What is Symkevi?
Like Orkambi, which combines ivacaftor with lumacaftor, this new, dual combination therapy (brand name Symkevi) uses two drugs together in one treatment. Symkevi combines ivacaftor with new drug compound tezacaftor. The treatment has been shown to be effective in people with CF with two copies of the F508del mutation and those with one copy of F508del and another mutation that has residual function. The results have been positive.
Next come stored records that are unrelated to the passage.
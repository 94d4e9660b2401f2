use serde::{Deserialize, Serialize};

use crate::types::{Owner, PageCursor, RepositoryName};

#[derive(Debug, Clone, Serialize, Deserialize)]
pub struct RepoIssuesVariable {
    pub owner: Owner,
    pub repository_name: RepositoryName,
    pub page_size: u8,
    pub cursor: Option<PageCursor>,
}

/// Builds the issue sub-pagination query.
///
/// No explicit ordering: the connection must keep the default order of the
/// embedded first page whose end cursor seeds this query.
pub fn repo_issues_query() -> String {
    r#"
        query($owner: String!, $repository_name: String!, $page_size: Int!, $cursor: String) {
            repository(owner: $owner, name: $repository_name) {
                issues(first: $page_size, after: $cursor) {
                    totalCount
                    nodes {
                        comments {
                            totalCount
                        }
                        timelineItems {
                            totalCount
                        }
                    }
                    pageInfo {
                        hasNextPage
                        endCursor
                    }
                }
            }
        }"#
    .to_string()
}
How have studies progressed?
Two global Phase III trials have revealed that Symkevi could reduce the effects of cystic fibrosis on people with two copies of the F508del mutation and present significant improvements for those with one F508del and one ‘residual function’ mutation.
The EVOLVE study, which involves those with two copies of the F508del mutation found that the treatment was more stable than Orkambi, with similar benefits of around 4% lung function improvement and fewer side effects.
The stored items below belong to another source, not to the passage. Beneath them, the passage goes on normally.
//! Core type system and domain definitions
//!
//! Strongly-typed wrappers for organization, owner, repository, and cursor
//! values, plus the aggregate counters and the flat output row emitted for
//! every harvested repository.

pub mod repository;
pub mod stats;

pub use repository::*;
pub use stats::*;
The EXPAND study, which involves those with one F508del and one residual function mutation found an average absolute improvement in FEV1 lung function of 6.8% compared with the placebo.
The European Medicines Agency (EMA) granted marketing authorisation for Symkevi for those aged 12 and over with two copies of F508del or one F508del and a residual function mutation.
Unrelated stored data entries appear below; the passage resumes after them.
// gateway/src/client_registry.rs
use chrono::{DateTime, Utc};
use common::embed::paths::{extract_app_from_path, EMBED_PREFIX};
use dashmap::DashMap;
use serde::Serialize;
use std::sync::atomic::{AtomicU64, Ordering};
use url::Url;

/// App ownership of one browser client (iframe document or worker)
#[derive(Debug, Clone)]
pub struct ClientEntry {
    pub app_name: String,
    pub registered_at: DateTime<Utc>,
    pub last_seen: DateTime<Utc>,
}

impl ClientEntry {
    fn new(app_name: &str) -> Self {
        let now = Utc::now();
        Self {
            app_name: app_name.to_string(),
            registered_at: now,
            last_seen: now,
        }
    }

    /// Check if the entry has been idle longer than the TTL
    pub fn is_idle(&self, ttl_seconds: i64) -> bool {
        Utc::now().signed_duration_since(self.last_seen).num_seconds() > ttl_seconds
    }
}

/// Registry metrics
#[derive(Debug, Clone, Default, Serialize)]
pub struct RegistryMetrics {
    pub tracked_clients: usize,
    pub registrations: u64,
    pub removals: u64,
    pub evictions: u64,
}

/// Maps client identifiers to the app that owns them.
///
/// A match here is authoritative: it beats the reserved-segment rules of the
/// path classifier.
#[derive(Debug, Default)]
pub struct ClientAppRegistry {
    clients: DashMap<String, ClientEntry>,
    registrations: AtomicU64,
    removals: AtomicU64,
    evictions: AtomicU64,
}

impl ClientAppRegistry {
    pub fn new() -> Self {
        Self::default()
    }

    pub fn register(&self, client_id: &str, app_name: &str) {
        if client_id.is_empty() {
            return;
        }
        self.clients.insert(client_id.to_string(), ClientEntry::new(app_name));
        self.registrations.fetch_add(1, Ordering::Relaxed);
        tracing::info!("Registered client {} for app {}", client_id, app_name);
    }

    /// Owning app of `client_id`; refreshes its activity timestamp
    pub fn lookup(&self, client_id: &str) -> Option<String> {
        let mut entry = self.clients.get_mut(client_id)?;
        entry.last_seen = Utc::now();
        Some(entry.app_name.clone())
    }

    pub fn unregister(&self, client_id: &str) -> Option<String> {
        let (_, entry) = self.clients.remove(client_id)?;
        self.removals.fetch_add(1, Ordering::Relaxed);
        tracing::info!("Client {} left app {}", client_id, entry.app_name);
        Some(entry.app_name)
    }

    /// App named by a same-origin Referer's `/embed/{app}` or `/apps/{app}`
    /// path. Malformed referers count as no match.
    pub fn lookup_from_referer(referer: &str, origin: &Url) -> Option<String> {
        let referer = Url::parse(referer).ok()?;
        if referer.origin() != origin.origin() {
            return None;
        }
        extract_app_from_path(referer.path()).map(str::to_string)
    }

    /// App whose document sent a same-origin Referer inside `/embed/{app}/`.
    ///
    /// Unlike `/apps/{app}` (the main frame's own page), such a Referer can
    /// only come from the app itself, so it is as strong as a client match.
    pub fn embed_owner_from_referer(referer: &str, origin: &Url) -> Option<String> {
        let referer = Url::parse(referer).ok()?;
        if referer.origin() != origin.origin() || !referer.path().starts_with(EMBED_PREFIX) {
            return None;
        }
        extract_app_from_path(referer.path()).map(str::to_string)
    }

    /// Remove clients idle longer than `ttl_seconds`
    pub fn cleanup_idle(&self, ttl_seconds: i64) -> usize {
        let mut evicted = 0;
        self.clients.retain(|_, entry| {
            let idle = entry.is_idle(ttl_seconds);
            if idle {
                evicted += 1;
            }
            !idle
        });
        self.evictions.fetch_add(evicted as u64, Ordering::Relaxed);
        evicted
    }

    pub fn len(&self) -> usize {
        self.clients.len()
    }

    pub fn is_empty(&self) -> bool {
        self.clients.is_empty()
    }

    pub fn metrics(&self) -> RegistryMetrics {
        RegistryMetrics {
            tracked_clients: self.clients.len(),
            registrations: self.registrations.load(Ordering::Relaxed),
            removals: self.removals.load(Ordering::Relaxed),
            evictions: self.evictions.load(Ordering::Relaxed),
        }
    }
}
Symkevi is not routinely available in any of the four UK nations. Talks have been ongoing between the drug’s manufacturer, Vertex Pharmaceuticals, and the health bodies and decision makers in each nation.
In August 2019, the Scottish Medicine Consortium (SMC) announced it was not able to recommend Symkevi (and similar drug, Orkambi) for routine use by NHS Scotland, adding that the company had failed to justify the price they were offering. Applications to use Symkevi in Scotland can still be made on an individual, case-by-case basis, under the PACS Tier 2 system and on compassionate grounds.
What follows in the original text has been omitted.